PROBLEM STATEMENT: Output the complete listing exactly.
● ● ● ● ●
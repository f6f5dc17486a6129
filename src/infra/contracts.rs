use anyhow::Result;

use crate::infra::{config::AppConfig, profile::Profile};

pub trait ConfigAdapter {
    fn load(&self) -> Result<AppConfig>;
}

/// Durable local key/value preferences: the persisted display name and the
/// theme choice survive restarts; the running client never deletes them.
pub trait ProfileStore {
    fn load(&self) -> Result<Profile>;
    fn save(&mut self, profile: &Profile) -> Result<()>;
}
//! Style definitions for the UI, parameterized by the session theme.

use ratatui::style::{Color, Modifier, Style};

use crate::domain::theme::Theme;

fn base_fg(theme: Theme) -> Color {
    match theme {
        Theme::Dark => Color::White,
        Theme::Light => Color::Black,
    }
}

fn dim_fg(theme: Theme) -> Color {
    match theme {
        Theme::Dark => Color::DarkGray,
        Theme::Light => Color::Gray,
    }
}

/// Style for the header title line.
pub fn header_style(_theme: Theme) -> Style {
    Style::default()
        .fg(Color::Green)
        .add_modifier(Modifier::BOLD)
}

/// Style for the body of the session's own messages.
pub fn own_message_style(_theme: Theme) -> Style {
    Style::default().fg(Color::Green)
}

/// Style for the body of other participants' messages.
pub fn other_message_style(theme: Theme) -> Style {
    Style::default().fg(base_fg(theme))
}

/// Style for the `author • time` info line and own-message timestamps.
pub fn message_info_style(theme: Theme) -> Style {
    Style::default().fg(dim_fg(theme))
}

/// Style for the empty-feed placeholder.
pub fn placeholder_style(theme: Theme) -> Style {
    Style::default()
        .fg(dim_fg(theme))
        .add_modifier(Modifier::ITALIC)
}

pub fn notice_error_style(_theme: Theme) -> Style {
    Style::default().fg(Color::Red)
}

pub fn input_prompt_style(_theme: Theme) -> Style {
    Style::default().fg(Color::Green)
}

pub fn input_text_style(theme: Theme) -> Style {
    Style::default().fg(base_fg(theme))
}

pub fn panel_border_style(theme: Theme) -> Style {
    Style::default().fg(dim_fg(theme))
}

pub fn panel_title_style(theme: Theme) -> Style {
    Style::default()
        .fg(base_fg(theme))
        .add_modifier(Modifier::BOLD)
}

pub fn status_line_style(theme: Theme) -> Style {
    Style::default().fg(dim_fg(theme))
}

#[cfg(test)]
mod tests {
    use super::*;

    #[test]
    fn own_messages_are_green_in_both_themes() {
        assert_eq!(own_message_style(Theme::Dark).fg, Some(Color::Green));
        assert_eq!(own_message_style(Theme::Light).fg, Some(Color::Green));
    }

    #[test]
    fn other_messages_follow_the_base_foreground() {
        assert_eq!(other_message_style(Theme::Dark).fg, Some(Color::White));
        assert_eq!(other_message_style(Theme::Light).fg, Some(Color::Black));
    }

    #[test]
    fn error_notices_are_red() {
        assert_eq!(notice_error_style(Theme::Dark).fg, Some(Color::Red));
    }

    #[test]
    fn info_lines_are_dimmed() {
        assert_eq!(message_info_style(Theme::Dark).fg, Some(Color::DarkGray));
        assert_eq!(message_info_style(Theme::Light).fg, Some(Color::Gray));
    }

    #[test]
    fn header_is_bold() {
        assert!(header_style(Theme::Dark)
            .add_modifier
            .contains(Modifier::BOLD));
    }
}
● ● ● ● ●
TASK OUTPUT:
repository f6f5dc17486a6129
filename src/infra/contracts.rs
use anyhow::Result;

use crate::infra::{config::AppConfig, profile::Profile};

pub trait ConfigAdapter {
    fn load(&self) -> Result<AppConfig>;
}

/// Durable local key/value preferences: the persisted display name and the
/// theme choice survive restarts; the running client never deletes them.
pub trait ProfileStore {
    fn load(&self) -> Result<Profile>;
    fn save(&mut self, profile: &Profile) -> Result<()>;
}
//! Style definitions for the UI, parameterized by the session theme.

use ratatui::style::{Color, Modifier, Style};

use crate::domain::theme::Theme;

fn base_fg(theme: Theme) -> Color {
    match theme {
        Theme::Dark => Color::White,
        Theme::Light => Color::Black,
    }
}

fn dim_fg(theme: Theme) -> Color {
    match theme {
        Theme::Dark => Color::DarkGray,
        Theme::Light => Color::Gray,
    }
}

/// Style for the header title line.
pub fn header_style(_theme: Theme) -> Style {
    Style::default()
        .fg(Color::Green)
        .add_modifier(Modifier::BOLD)
}

/// Style for the body of the session's own messages.
pub fn own_message_style(_theme: Theme) -> Style {
    Style::default().fg(Color::Green)
}

/// Style for the body of other participants' messages.
pub fn other_message_style(theme: Theme) -> Style {
    Style::default().fg(base_fg(theme))
}

/// Style for the `author • time` info line and own-message timestamps.
pub fn message_info_style(theme: Theme) -> Style {
    Style::default().fg(dim_fg(theme))
}

/// Style for the empty-feed placeholder.
pub fn placeholder_style(theme: Theme) -> Style {
    Style::default()
        .fg(dim_fg(theme))
        .add_modifier(Modifier::ITALIC)
}

pub fn notice_error_style(_theme: Theme) -> Style {
    Style::default().fg(Color::Red)
}

pub fn input_prompt_style(_theme: Theme) -> Style {
    Style::default().fg(Color::Green)
}

pub fn input_text_style(theme: Theme) -> Style {
    Style::default().fg(base_fg(theme))
}

pub fn panel_border_style(theme: Theme) -> Style {
    Style::default().fg(dim_fg(theme))
}

pub fn panel_title_style(theme: Theme) -> Style {
    Style::default()
        .fg(base_fg(theme))
        .add_modifier(Modifier::BOLD)
}

pub fn status_line_style(theme: Theme) -> Style {
    Style::default().fg(dim_fg(theme))
}

#[cfg(test)]
mod tests {
    use super::*;

    #[test]
    fn own_messages_are_green_in_both_themes() {
        assert_eq!(own_message_style(Theme::Dark).fg, Some(Color::Green));
        assert_eq!(own_message_style(Theme::Light).fg, Some(Color::Green));
    }

    #[test]
    fn other_messages_follow_the_base_foreground() {
        assert_eq!(other_message_style(Theme::Dark).fg, Some(Color::White));
        assert_eq!(other_message_style(Theme::Light).fg, Some(Color::Black));
    }

    #[test]
    fn error_notices_are_red() {
        assert_eq!(notice_error_style(Theme::Dark).fg, Some(Color::Red));
    }

    #[test]
    fn info_lines_are_dimmed() {
        assert_eq!(message_info_style(Theme::Dark).fg, Some(Color::DarkGray));
        assert_eq!(message_info_style(Theme::Light).fg, Some(Color::Gray));
    }

    #[test]
    fn header_is_bold() {
        assert!(header_style(Theme::Dark)
            .add_modifier
            .contains(Modifier::BOLD));
    }
}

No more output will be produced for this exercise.